# Preprocessing et cleaning des données
L'objectif de ce notebook est de nettoyer et process la donnée avant traitement et anayse. 

### Consignes:

Use Spark to clean and preprocess the data. Key steps include:
- Handling missing values.
- Removing duplicates.
- Normalizing data formats (e.g., date formats, categorical variables).
- Filtering irrelevant data

In [66]:
!pip install pyspark
!pip install pyspark[sql]



In [67]:
from pyspark.sql import SparkSession
from pyspark.sql.functions import lower, trim
from pyspark.sql.functions import to_timestamp


## 1. Data loading

First we create a Spark session

In [68]:
# Créer une session Spark
spark = SparkSession.builder.appName("BigDataProject").getOrCreate()

In [69]:
# Load CSV data
file_path = "../ecommerce_data_with_trends.csv"
data = spark.read.csv(file_path, header=True, inferSchema=True)
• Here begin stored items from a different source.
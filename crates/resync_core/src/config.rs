//! Change feed configuration.

use crate::change_memory::ChangeWindow;
use crate::types::SequenceId;

/// Where a source publishes its change feed.
///
/// The full feed lives at `{base_url}{path}`; the window starting at a
/// sequence id lives at `{base_url}{path}/{id}/diff`.
#[derive(Debug, Clone, PartialEq, Eq)]
pub struct ChangeFeedConfig {
    /// Scheme and authority of the source, e.g. `http://localhost:8888`.
    pub base_url: String,
    /// Path of the change feed below `base_url`.
    pub path: String,
}

impl Default for ChangeFeedConfig {
    fn default() -> Self {
        Self {
            base_url: "http://localhost:8888".to_string(),
            path: "/changes".to_string(),
        }
    }
}

impl ChangeFeedConfig {
    /// Creates a configuration for the given base URL.
    #[must_use]
    pub fn new(base_url: impl Into<String>) -> Self {
        Self {
            base_url: base_url.into(),
            ..Self::default()
        }
    }

    /// Sets the change feed path.
    #[must_use]
    pub fn path(mut self, path: impl Into<String>) -> Self {
        self.path = path.into();
        self
    }

    /// Returns the URI of the full change feed.
    pub fn feed_uri(&self) -> String {
        format!("{}{}", self.base_url.trim_end_matches('/'), self.path)
    }

    /// Returns the URI of the window starting at `id`.
    pub fn diff_uri(&self, id: SequenceId) -> String {
        format!("{}/{}/diff", self.feed_uri(), id)
    }

    /// Returns the "this" and "next" links for a window.
    ///
    /// "this" points at the first event of the window (or the requested
    /// start if it is empty). "next" points just past the last event, so a
    /// consumer following it never receives an event twice.
    pub fn links(&self, window: &ChangeWindow) -> FeedLinks {
        let this = window
            .iter()
            .next()
            .map(|e| e.sequence())
            .unwrap_or(window.start());
        let next = window.last_id().map(SequenceId::next).unwrap_or(this);
        FeedLinks {
            this: self.diff_uri(this),
            next: self.diff_uri(next),
        }
    }
}

/// Navigation links of a change feed document.
#[derive(Debug, Clone, PartialEq, Eq)]
pub struct FeedLinks {
    /// URI of the window being served.
    pub this: String,
    /// URI to poll for changes after this window.
    pub next: String,
}
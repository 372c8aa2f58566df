//! Outbound shopping-site search links
//!
//! Each store is a base URL plus the query parameter carrying the search
//! phrase. The phrase is form-encoded by `Url::parse_with_params`.

use reqwest::Url;
use serde::{Deserialize, Serialize};
use snapcart_common::{Error, Result};
use tracing::warn;

/// Store search endpoint
#[derive(Debug, Clone, PartialEq, Eq, Serialize, Deserialize)]
pub struct StoreTemplate {
    pub name: String,
    pub base_url: String,
    pub query_param: String,
}

impl StoreTemplate {
    pub fn new(name: &str, base_url: &str, query_param: &str) -> Self {
        Self {
            name: name.to_string(),
            base_url: base_url.to_string(),
            query_param: query_param.to_string(),
        }
    }

    /// Reject templates that can never produce a link
    pub fn validate(&self) -> Result<()> {
        if self.name.trim().is_empty() || self.query_param.trim().is_empty() {
            return Err(Error::Config(format!(
                "store '{}' needs a name and a query_param",
                self.name
            )));
        }
        Url::parse(&self.base_url).map_err(|e| {
            Error::Config(format!("store '{}' has invalid base_url: {}", self.name, e))
        })?;
        Ok(())
    }

    /// Search URL for `search_term`
    pub fn link_for(&self, search_term: &str) -> Result<Url> {
        Url::parse_with_params(&self.base_url, &[(self.query_param.as_str(), search_term)])
            .map_err(|e| Error::InvalidInput(format!("{}: {}", self.name, e)))
    }
}

/// One generated link
#[derive(Debug, Clone, PartialEq, Eq, Serialize)]
pub struct StoreLink {
    pub store: String,
    pub url: String,
}

/// Built-in stores used when the config has no `[[stores]]`
pub fn default_stores() -> Vec<StoreTemplate> {
    vec![
        StoreTemplate::new("Amazon", "https://www.amazon.com/s", "k"),
        StoreTemplate::new("eBay", "https://www.ebay.com/sch/i.html", "_nkw"),
        StoreTemplate::new("Walmart", "https://www.walmart.com/search", "q"),
        StoreTemplate::new("Target", "https://www.target.com/s", "searchTerm"),
    ]
}

/// Link builder over the configured stores
#[derive(Debug, Clone)]
pub struct StoreLinks {
    stores: Vec<StoreTemplate>,
}

impl StoreLinks {
    pub fn new(stores: Vec<StoreTemplate>) -> Self {
        Self { stores }
    }

    /// Links for every store; a blank term yields no links
    pub fn links_for(&self, search_term: &str) -> Vec<StoreLink> {
        let term = search_term.trim();
        if term.is_empty() {
            return Vec::new();
        }

        self.stores
            .iter()
            .filter_map(|store| match store.link_for(term) {
                Ok(url) => Some(StoreLink {
                    store: store.name.clone(),
                    url: url.to_string(),
                }),
                Err(e) => {
                    warn!(store = %store.name, error = %e, "Skipping store link");
                    None
                }
            })
            .collect()
    }
}

impl Default for StoreLinks {
    fn default() -> Self {
        Self::new(default_stores())
    }
}

#[cfg(test)]
mod tests {
    use super::*;

    #[test]
    fn encodes_search_phrase_into_query() {
        let links = StoreLinks::new(vec![StoreTemplate::new(
            "Amazon",
            "https://www.amazon.com/s",
            "k",
        )]);
        let out = links.links_for("Coffee Mug & Saucer");
        assert_eq!(out.len(), 1);
        assert_eq!(out[0].url, "https://www.amazon.com/s?k=Coffee+Mug+%26+Saucer");
    }

    #[test]
    fn keeps_existing_query_pairs() {
        let store = StoreTemplate::new("Shop", "https://shop.example/search?lang=en", "q");
        let url = store.link_for("Red Lamp").unwrap();
        assert_eq!(url.as_str(), "https://shop.example/search?lang=en&q=Red+Lamp");
    }

    #[test]
    fn blank_term_has_no_links() {
        assert!(StoreLinks::default().links_for("   ").is_empty());
    }

    #[test]
    fn invalid_template_fails_validation_and_is_skipped() {
        let bad = StoreTemplate::new("Broken", "not a url", "q");
        assert!(bad.validate().is_err());

        let links = StoreLinks::new(vec![bad, StoreTemplate::new("Ok", "https://ok.example/", "q")]);
        let out = links.links_for("Mug");
        assert_eq!(out.len(), 1);
        assert_eq!(out[0].store, "Ok");
    }

    #[test]
    fn default_stores_are_valid() {
        for store in default_stores() {
            store.validate().unwrap();
        }
    }
}
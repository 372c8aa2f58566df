// Signal Policy - Per-Source Confidence Filtering and Label Cleanup
//
// Thresholds are strict (`confidence > min_confidence`):
// - Text:   top candidate per region, > 0.6, tokenized into words
// - Object: top 3 labels, > 0.3, comma-truncated, punctuation-stripped, title-cased
// - Scene:  top 2 labels, > 0.5, comma-truncated, punctuation-stripped, title-cased
//
// Labels still holding symbols after stripping are dropped.

use crate::fusion::normalizer::{
    is_long_enough, is_word_text, strip_punctuation, title_case, truncate_label,
};
use crate::types::{RecognitionCandidate, SourceKind};
use std::cmp::Ordering;
use std::collections::HashMap;

/// Selection rule applied to one adapter's raw candidates
#[derive(Debug, Clone, Copy, PartialEq)]
pub struct SignalPolicy {
    pub kind: SourceKind,
    /// Candidates must score strictly above this
    pub min_confidence: f32,
    /// Maximum labels kept after ranking (None = one per text region)
    pub max_labels: Option<usize>,
}

impl SignalPolicy {
    pub const TEXT: SignalPolicy = SignalPolicy {
        kind: SourceKind::Text,
        min_confidence: 0.6,
        max_labels: None,
    };

    pub const OBJECT: SignalPolicy = SignalPolicy {
        kind: SourceKind::Object,
        min_confidence: 0.3,
        max_labels: Some(3),
    };

    pub const SCENE: SignalPolicy = SignalPolicy {
        kind: SourceKind::Scene,
        min_confidence: 0.5,
        max_labels: Some(2),
    };

    pub fn for_kind(kind: SourceKind) -> Self {
        match kind {
            SourceKind::Text => Self::TEXT,
            SourceKind::Object => Self::OBJECT,
            SourceKind::Scene => Self::SCENE,
        }
    }

    /// Reduce raw candidates to raw term strings (normalization happens later)
    pub fn select(&self, candidates: &[RecognitionCandidate]) -> Vec<String> {
        match self.kind {
            SourceKind::Text => self.select_text(candidates),
            SourceKind::Object | SourceKind::Scene => self.select_labels(candidates),
        }
    }

    fn select_text(&self, candidates: &[RecognitionCandidate]) -> Vec<String> {
        top_per_region(candidates)
            .into_iter()
            .filter(|c| c.confidence > self.min_confidence)
            .flat_map(|c| c.label.split_whitespace().map(strip_punctuation).collect::<Vec<_>>())
            .filter(|token| is_long_enough(token) && is_word_text(token))
            .collect()
    }

    fn select_labels(&self, candidates: &[RecognitionCandidate]) -> Vec<String> {
        let mut ranked: Vec<&RecognitionCandidate> = candidates
            .iter()
            .filter(|c| c.confidence > self.min_confidence)
            .collect();

        // Stable sort: equal scores keep provider order
        ranked.sort_by(|a, b| {
            b.confidence
                .partial_cmp(&a.confidence)
                .unwrap_or(Ordering::Equal)
        });

        ranked
            .into_iter()
            .take(self.max_labels.unwrap_or(usize::MAX))
            .map(|c| title_case(&strip_punctuation(truncate_label(&c.label))))
            .filter(|label| !label.is_empty() && is_word_text(label))
            .collect()
    }
}

/// Highest-confidence candidate of each text region, in region discovery order
///
/// Candidates without a region index are their own region.
fn top_per_region(candidates: &[RecognitionCandidate]) -> Vec<&RecognitionCandidate> {
    let mut best: Vec<&RecognitionCandidate> = Vec::new();
    let mut slots: HashMap<u32, usize> = HashMap::new();

    for candidate in candidates {
        match candidate.region {
            Some(region) => match slots.get(&region) {
                Some(&idx) => {
                    if candidate.confidence > best[idx].confidence {
                        best[idx] = candidate;
                    }
                }
                None => {
                    slots.insert(region, best.len());
                    best.push(candidate);
                }
            },
            None => best.push(candidate),
        }
    }

    best
}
# Show schema, first lines and total number of initial rows
data.printSchema()
data.show(5)
data.count()

root
 |-- transaction_id: string (nullable = true)
 |-- timestamp: timestamp (nullable = true)
 |-- customer_id: integer (nullable = true)
 |-- customer_name: string (nullable = true)
 |-- city: string (nullable = true)
 |-- customer_type: string (nullable = true)
 |-- product_name: string (nullable = true)
 |-- category: string (nullable = true)
 |-- price: double (nullable = true)
 |-- quantity: integer (nullable = true)
 |-- total_amount: double (nullable = true)

+--------------------+--------------------+-----------+--------------+-----------------+-------------+--------------------+--------------------+------+--------+------------+
|      transaction_id|           timestamp|customer_id| customer_name|             city|customer_type|        product_name|            category| price|quantity|total_amount|
+--------------------+--------------------+-----------+--------------+-----------------+-------------+--------------------+--------------------+------+--------+------------+
|TX_89

1000000

## 2. Data Preprocessing

In [70]:
data_cleaned = data.dropna(subset=["transaction_id", "timestamp", "customer_id", "total_amount"])

# Checking
print(f"Number of lines after NULL values filtering : {data_cleaned.count()}")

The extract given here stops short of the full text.